Screaming Frog: The first thing you’ll need is a copy of Screaming Frog (SF) and a license. Fortunately, it isn’t expensive (around $150/USD for a year) and there are a number of tutorials if you aren’t familiar with the program. After you’ve downloaded and set it up, you’re ready to get to work.

Google AdWords Account: Most of you will have access to an AdWords account due to actually running ads through it. If you aren’t active with the AdWords system, you can still create an account and use the tools for free, although the process has gotten more annoying over the years.

Excel/Google Drive (Sheets): Either one will do. You’ll need something to work with the data outside of SF.

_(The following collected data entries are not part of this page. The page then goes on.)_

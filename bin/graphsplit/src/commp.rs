//! The standalone `commp` subcommand: compute the piece commitment of an
//! existing CAR file, optionally padding and renaming it in place
//! (spec.md §6 `commP <carfile>`).

use std::io::Cursor;

use crate::cli::CommpArgs;
use crate::error::{Error, Result};

pub fn run(args: &CommpArgs) -> Result<()> {
    let mut buf = std::fs::read(&args.carfile)?;

    // "check that the data is a car file; if it's not, retrieval won't
    // work" (commp.go) -- a header parse failure is reported as
    // Error::NotACarFile rather than a raw decode error.
    graphsplit_car::read_car(&mut Cursor::new(&buf))
        .map_err(|_| Error::NotACarFile(args.carfile.clone()))?;

    let payload_size = buf.len() as u64;
    let commitment = graphsplit_commp::compute_commp(&mut Cursor::new(&buf), payload_size)?;

    if args.add_padding {
        let target = graphsplit_commp::padded_size_for(payload_size);
        graphsplit_commp::pad_car(&mut buf, target)?;
        std::fs::write(&args.carfile, &buf)?;
    }

    let mut final_path = args.carfile.clone();
    if args.rename {
        let renamed = args
            .carfile
            .parent()
            .unwrap_or_else(|| std::path::Path::new("."))
            .join(format!("{}.car", commitment.piece_cid));
        if renamed.exists() && renamed != args.carfile {
            return Err(Error::RenameCollision { path: renamed });
        }
        std::fs::rename(&args.carfile, &renamed)?;
        final_path = renamed;
    }

    println!("piece_cid: {}", commitment.piece_cid);
    println!("payload_size: {}", commitment.payload_size);
    println!("unpadded_piece_size: {}", commitment.unpadded_piece_size);
    println!("car_path: {}", final_path.display());
    Ok(())
}
//! PieceCID construction (spec.md §4.6 step 4, §6 "PieceCID encoding").

use cid::Cid;
use multihash::Multihash;

use crate::error::{Error, Result};

/// Multicodec for an unsealed Filecoin piece commitment.
pub const FIL_COMMITMENT_UNSEALED: u64 = 0xf101;
/// Multihash code for the SHA-254-trunc254-padded piece-commitment digest.
pub const SHA2_256_TRUNC254_PADDED: u64 = 0x1012;

/// Wrap a 32-byte merkle root as a `PieceCID`: a CIDv1 with codec
/// `fil-commitment-unsealed` and multihash `sha2-256-trunc254-padded`. The
/// default `Display`/`to_string()` for a CIDv1 already renders as multibase
/// base32 (spec.md §6), so callers needing the canonical string form can
/// just call `.to_string()`.
pub fn from_root(root: [u8; 32]) -> Result<Cid> {
    let mh = Multihash::<64>::wrap(SHA2_256_TRUNC254_PADDED, &root)
        .map_err(|e| Error::Multihash(e.to_string()))?;
    Ok(Cid::new_v1(FIL_COMMITMENT_UNSEALED, mh))
}

#[cfg(test)]
mod tests {
    use super::*;

    #[test]
    fn round_trips_through_cid_string() {
        let cid = from_root([0x42; 32]).unwrap();
        assert_eq!(cid.codec(), FIL_COMMITMENT_UNSEALED);
        assert_eq!(cid.hash().code(), SHA2_256_TRUNC254_PADDED);
        assert_eq!(cid.hash().digest(), &[0x42; 32]);
        // CIDv1 defaults to multibase base32 in its string form.
        assert!(cid.to_string().starts_with('b'));
    }
}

Browser: We walk through the examples below utilizing Chrome.

The concept

One way to gather ideas for content is to aggregate data on what your target audience is talking about. There are a number of ways to do this, including utilizing search data, but it lags behind real-time social discussions, and the various tools we have at our disposal as SEOs rarely show the full picture without A LOT of monkey business. In some situations, determining intent can be tricky and require further digging and research. On the flipside, gathering information on social conversations isn’t necessarily that quick either (Twitter threads, Facebook discussion, etc.), and many tools that have been built to enhance this process are cost-prohibitive.

But what if you could efficiently uncover hundreds of specific topics, long-tail queries, questions, and more that your audience is talking about, and you could do it in around 20 minutes of focused work? That would be sweet, right? Well, it can be done by using SF to crawl discussions that your audience is having online in forums, on blogs, Q&A sites, and more.

Still here? Good, let’s do this.

The process

Step 1 – Identifying targets

The first thing you’ll need to do is identify locations where your ideal audience is discussing topics related to your industry. While you may already have a good sense of where these places are, expanding your list or identifying sites that match well with specific segments of your audience can be very valuable. In order to complete this task, I’ll utilize Google’s Display Planner. For the purposes of this article, I’ll walk through this process for a pretend content-driven site in the Home and Garden vertical.

Please note, searches within Google or other search engines can also be a helpful part of this process, especially if you’re familiar with advanced operators and can identify platforms with obvious signatures that sites in your vertical often use for community areas. WordPress and vBulletin are examples of that.

Google’s Display Planner

Before getting started, I want to note I won’t be going deep on how to use the Display Planner for the sake of time, and because there are a number of resources covering the topic. I highly suggest some background reading if you’re not familiar with it, or at least do some brief hands-on experimenting.

I’ll start by looking for options in Google’s Display Planner by entering keywords related to my website and the topics of interest to my audience. I’ll use the single word “gardening.” In the screenshot below, I’ve selected “individual targeting ideas” from the menu mid-page, and then “sites.” This allows me to see specific sites the system believes match well with my targeting parameters.

ssd:private:var:folders:m2:wh1vdy452ps54mq15f_w0jlh0000gn:T:qJyinA:Google Chrome.png

I’ll then select a top result to see a variety of information tied to the site, including demographics and main topics. Notice that I could refine my search results further by utilizing the filters on the left side of the screen under “Campaign Targeting.” For now, I’m happy with my results and won’t bother adjusting these.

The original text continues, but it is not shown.